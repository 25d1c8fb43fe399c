use anyhow::Result;
use chrono::Utc;
use contracts::domain::a002_return_order::aggregate::ReturnOrder;
use contracts::domain::a002_return_order::lifecycle::{
    allowed_sources, apply, InvalidTransition, ReturnEvent, ReturnEventRecord,
};
use contracts::domain::a002_return_order::ReturnOrderState;
use contracts::usecases::common::error::WorkflowError;
use uuid::Uuid;

use super::{events, repository};
use crate::domain::a001_sales_order;
use crate::shared::logger;

pub async fn get_by_id(id: Uuid) -> Result<Option<ReturnOrder>> {
    repository::get_by_id(id).await
}

pub async fn get_by_rma_number(rma_number: &str) -> Result<Option<ReturnOrder>> {
    repository::get_by_rma_number(rma_number).await
}

pub async fn list(query: repository::ReturnsListQuery) -> Result<repository::ReturnsListResult> {
    repository::list_sql(query).await
}

pub async fn events_for(return_order_id: Uuid) -> Result<Vec<ReturnEventRecord>> {
    events::list_for_return(return_order_id).await
}

/// Run one staff lifecycle event against a return order.
///
/// The flow is load, apply the lifecycle rule, mutate the state block,
/// then write under a status guard. A guard miss means another writer
/// moved the order after our read, so the stale transition is reported
/// the same way as one that was never allowed.
async fn run_transition<F>(
    rma_number: &str,
    event: ReturnEvent,
    actor: &str,
    note: Option<String>,
    mutate: F,
) -> Result<ReturnOrder>
where
    F: FnOnce(&mut ReturnOrderState),
{
    let mut order = repository::get_by_rma_number(rma_number)
        .await?
        .ok_or_else(|| WorkflowError::not_found("Return order"))?;

    let from = order.state.status;
    let to = apply(from, event).map_err(WorkflowError::from)?;

    order.state.status = to;
    mutate(&mut order.state);

    let id = order.base.id.value();
    let updated = repository::update_state_guarded(id, allowed_sources(event), &order.state, None)
        .await?;
    if !updated {
        let current = repository::get_by_id(id)
            .await?
            .map(|o| o.state.status)
            .unwrap_or(from);
        return Err(WorkflowError::from(InvalidTransition {
            current,
            event,
            allowed: allowed_sources(event),
        })
        .into());
    }

    events::append(id, event.code(), Some(from), to, actor, note).await?;
    logger::log(
        "returns",
        &format!("{}: {} ({} -> {}) by {}", rma_number, event.code(), from.code(), to.code(), actor),
    );

    order.base.metadata.version += 1;
    Ok(order)
}

pub async fn approve(rma_number: &str, actor: &str, note: Option<String>) -> Result<ReturnOrder> {
    let actor_name = actor.to_string();
    run_transition(rma_number, ReturnEvent::Approve, actor, note, |state| {
        state.approved_at = Some(Utc::now());
        state.approved_by = Some(actor_name);
    })
    .await
}

pub async fn reject(rma_number: &str, actor: &str, note: Option<String>) -> Result<ReturnOrder> {
    run_transition(rma_number, ReturnEvent::Reject, actor, note, |_| {}).await
}

pub async fn mark_in_transit(
    rma_number: &str,
    actor: &str,
    note: Option<String>,
) -> Result<ReturnOrder> {
    run_transition(rma_number, ReturnEvent::MarkInTransit, actor, note, |_| {}).await
}

pub async fn shelve_restock(
    rma_number: &str,
    actor: &str,
    note: Option<String>,
) -> Result<ReturnOrder> {
    run_transition(rma_number, ReturnEvent::ShelveRestock, actor, note, |_| {}).await
}

pub async fn close(rma_number: &str, actor: &str, note: Option<String>) -> Result<ReturnOrder> {
    run_transition(rma_number, ReturnEvent::Close, actor, note, |_| {}).await
}

/// Cancel a pending or approved return and hand the committed units
/// back to the order lines. Units are only released after the guarded
/// write wins, so a lost race never releases anything.
pub async fn cancel(rma_number: &str, actor: &str, note: Option<String>) -> Result<ReturnOrder> {
    let order = run_transition(rma_number, ReturnEvent::Cancel, actor, note, |_| {}).await?;

    for item in &order.items {
        if let Err(e) =
            a001_sales_order::repository::release_line_quantity(&item.order_line_id, item.quantity_requested)
                .await
        {
            tracing::error!(
                "Failed to release {} unit(s) of line {} after cancelling {}: {}",
                item.quantity_requested,
                item.order_line_id,
                rma_number,
                e
            );
        }
    }

    Ok(order)
}
use crate::domain::common::{AggregateId, AggregateRoot, BaseAggregate, EntityMetadata};
use crate::enums::{RefundMethod, RefundStatus, ReturnItemStatus, ReturnReason, ReturnStatus};
use crate::policy::RefundCalculation;
use chrono::{DateTime, Utc};
use serde::{Deserialize, Serialize};
use uuid::Uuid;

/// ID type for return orders
#[derive(Debug, Clone, Copy, PartialEq, Eq, Hash, Serialize, Deserialize)]
pub struct ReturnOrderId(pub Uuid);

impl ReturnOrderId {
    pub fn new(value: Uuid) -> Self {
        Self(value)
    }
    pub fn new_v4() -> Self {
        Self(Uuid::new_v4())
    }
    pub fn value(&self) -> Uuid {
        self.0
    }
}

impl AggregateId for ReturnOrderId {
    fn as_string(&self) -> String {
        self.0.to_string()
    }
    fn from_string(s: &str) -> Result<Self, String> {
        Uuid::parse_str(s)
            .map(ReturnOrderId::new)
            .map_err(|e| format!("Invalid UUID: {}", e))
    }
}

/// Header fields of a return order, fixed at creation
#[derive(Debug, Clone, Serialize, Deserialize)]
pub struct ReturnOrderHeader {
    /// Originating sales order (a001_sales_order.id)
    #[serde(rename = "orderId")]
    pub order_id: String,
    /// Order number captured at creation for display
    #[serde(rename = "orderNumber")]
    pub order_number: String,
    /// Customer e-mail captured at creation for verification
    #[serde(rename = "customerEmail")]
    pub customer_email: String,
    /// Why the customer is returning
    pub reason: ReturnReason,
    /// Free-form detail for the reason
    #[serde(rename = "reasonDetails")]
    #[serde(default)]
    pub reason_details: Option<String>,
    /// How the customer wants to be compensated
    #[serde(rename = "refundMethod")]
    pub refund_method: RefundMethod,
    /// Whether the request needed manual approval
    #[serde(rename = "approvalRequired")]
    pub approval_required: bool,
    /// Full-price estimate at creation time (before inspection)
    #[serde(rename = "estimatedRefund")]
    pub estimated_refund: f64,
}

/// One line of a return order
#[derive(Debug, Clone, Serialize, Deserialize)]
pub struct ReturnItem {
    /// Line ID (stable, referenced by inspections)
    pub id: String,
    /// Sales order line this return line draws from
    #[serde(rename = "orderLineId")]
    pub order_line_id: String,
    /// Product variant being returned
    #[serde(rename = "productVariantId")]
    pub product_variant_id: String,
    /// Merchant SKU
    pub sku: String,
    /// Product display name
    pub name: String,
    /// Units the customer asked to return
    #[serde(rename = "quantityRequested")]
    pub quantity_requested: i32,
    /// Price per unit captured from the order line
    #[serde(rename = "unitPrice")]
    pub unit_price: f64,
    /// Line progress
    pub status: ReturnItemStatus,
}

/// Status and audit timestamps of a return order
#[derive(Debug, Clone, Serialize, Deserialize)]
pub struct ReturnOrderState {
    /// Lifecycle status
    pub status: ReturnStatus,
    /// Carrier tracking number, captured at receipt if the customer supplied one
    #[serde(rename = "trackingNumber")]
    #[serde(default)]
    pub tracking_number: Option<String>,
    #[serde(rename = "approvedAt")]
    #[serde(default)]
    pub approved_at: Option<DateTime<Utc>>,
    #[serde(rename = "approvedBy")]
    #[serde(default)]
    pub approved_by: Option<String>,
    #[serde(rename = "receivedAt")]
    #[serde(default)]
    pub received_at: Option<DateTime<Utc>>,
    #[serde(rename = "receivedBy")]
    #[serde(default)]
    pub received_by: Option<String>,
    #[serde(rename = "inspectedAt")]
    #[serde(default)]
    pub inspected_at: Option<DateTime<Utc>>,
    #[serde(rename = "inspectedBy")]
    #[serde(default)]
    pub inspected_by: Option<String>,
    /// Progress of the refund itself
    #[serde(rename = "refundStatus")]
    #[serde(default)]
    pub refund_status: Option<RefundStatus>,
    /// Amount actually refunded
    #[serde(rename = "refundedAmount")]
    #[serde(default)]
    pub refunded_amount: Option<f64>,
    #[serde(rename = "refundedAt")]
    #[serde(default)]
    pub refunded_at: Option<DateTime<Utc>>,
    /// Full breakdown of the issued refund
    #[serde(rename = "refundBreakdown")]
    #[serde(default)]
    pub refund_breakdown: Option<RefundCalculation>,
}

impl ReturnOrderState {
    /// Initial state for a freshly created return
    pub fn new(status: ReturnStatus) -> Self {
        Self {
            status,
            tracking_number: None,
            approved_at: None,
            approved_by: None,
            received_at: None,
            received_by: None,
            inspected_at: None,
            inspected_by: None,
            refund_status: None,
            refunded_amount: None,
            refunded_at: None,
            refund_breakdown: None,
        }
    }
}

/// Return order (aggregate). The business code is the RMA number.
#[derive(Debug, Clone, Serialize, Deserialize)]
pub struct ReturnOrder {
    #[serde(flatten)]
    pub base: BaseAggregate<ReturnOrderId>,

    /// Header, fixed at creation
    pub header: ReturnOrderHeader,

    /// Lines being returned
    pub items: Vec<ReturnItem>,

    /// Status and audit trail
    pub state: ReturnOrderState,
}

impl ReturnOrder {
    pub fn new_for_insert(
        rma_number: String,
        header: ReturnOrderHeader,
        items: Vec<ReturnItem>,
        initial_status: ReturnStatus,
    ) -> Self {
        let description = format!("Return for order {}", header.order_number);
        let base = BaseAggregate::new(ReturnOrderId::new_v4(), rma_number, description);
        Self {
            base,
            header,
            items,
            state: ReturnOrderState::new(initial_status),
        }
    }

    pub fn to_string_id(&self) -> String {
        self.base.id.as_string()
    }

    /// RMA number, the business code of the aggregate
    pub fn rma_number(&self) -> &str {
        &self.base.code
    }

    pub fn touch_updated(&mut self) {
        self.base.touch();
    }

    /// Total units requested across all lines
    pub fn total_quantity_requested(&self) -> i32 {
        self.items.iter().map(|i| i.quantity_requested).sum()
    }

    /// Lines still waiting for inspection
    pub fn pending_items(&self) -> Vec<&ReturnItem> {
        self.items
            .iter()
            .filter(|i| i.status == ReturnItemStatus::Pending)
            .collect()
    }

    /// True when every line has been inspected
    pub fn all_items_inspected(&self) -> bool {
        self.items
            .iter()
            .all(|i| i.status == ReturnItemStatus::Inspected)
    }

    pub fn find_item(&self, item_id: &str) -> Option<&ReturnItem> {
        self.items.iter().find(|i| i.id == item_id)
    }

    pub fn find_item_mut(&mut self, item_id: &str) -> Option<&mut ReturnItem> {
        self.items.iter_mut().find(|i| i.id == item_id)
    }

    pub fn validate(&self) -> Result<(), String> {
        if self.base.code.trim().is_empty() {
            return Err("RMA number cannot be empty".into());
        }
        if self.header.order_id.trim().is_empty() {
            return Err("Originating order is required".into());
        }
        if self.header.customer_email.trim().is_empty() {
            return Err("Customer e-mail is required".into());
        }
        if self.items.is_empty() {
            return Err("A return needs at least one item".into());
        }
        for item in &self.items {
            if item.quantity_requested <= 0 {
                return Err(format!(
                    "Item {} has non-positive requested quantity",
                    item.sku
                ));
            }
            if item.unit_price < 0.0 {
                return Err(format!("Item {} has negative unit price", item.sku));
            }
        }
        if self.header.estimated_refund < 0.0 {
            return Err("Estimated refund cannot be negative".into());
        }
        Ok(())
    }

    pub fn before_write(&mut self) {
        self.touch_updated();
    }
}

/// Flat row for the returns list screen, assembled by SQL
#[derive(Debug, Clone, Serialize, Deserialize)]
pub struct ReturnOrderListItem {
    pub id: String,
    #[serde(rename = "rmaNumber")]
    pub rma_number: String,
    #[serde(rename = "orderNumber")]
    pub order_number: String,
    #[serde(rename = "customerEmail")]
    pub customer_email: String,
    pub status: ReturnStatus,
    pub reason: ReturnReason,
    #[serde(rename = "itemCount")]
    pub item_count: i32,
    #[serde(rename = "totalQuantity")]
    pub total_quantity: i32,
    #[serde(rename = "estimatedRefund")]
    pub estimated_refund: f64,
    #[serde(rename = "refundedAmount")]
    pub refunded_amount: Option<f64>,
    #[serde(rename = "createdAt")]
    pub created_at: Option<DateTime<Utc>>,
    #[serde(rename = "updatedAt")]
    pub updated_at: Option<DateTime<Utc>>,
}

impl AggregateRoot for ReturnOrder {
    type Id = ReturnOrderId;

    fn id(&self) -> Self::Id {
        self.base.id
    }

    fn code(&self) -> &str {
        &self.base.code
    }

    fn description(&self) -> &str {
        &self.base.description
    }

    fn metadata(&self) -> &EntityMetadata {
        &self.base.metadata
    }

    fn metadata_mut(&mut self) -> &mut EntityMetadata {
        &mut self.base.metadata
    }

    fn aggregate_index() -> &'static str {
        "a002"
    }

    fn collection_name() -> &'static str {
        "return_order"
    }

    fn element_name() -> &'static str {
        "Return order"
    }

    fn list_name() -> &'static str {
        "Return orders"
    }
}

_The problem_
The exercise is to copy out every line above that has the word "AggregateId" in it.

_Reply_
use crate::domain::common::{AggregateId, AggregateRoot, BaseAggregate, EntityMetadata};
impl AggregateId for ReturnOrderId {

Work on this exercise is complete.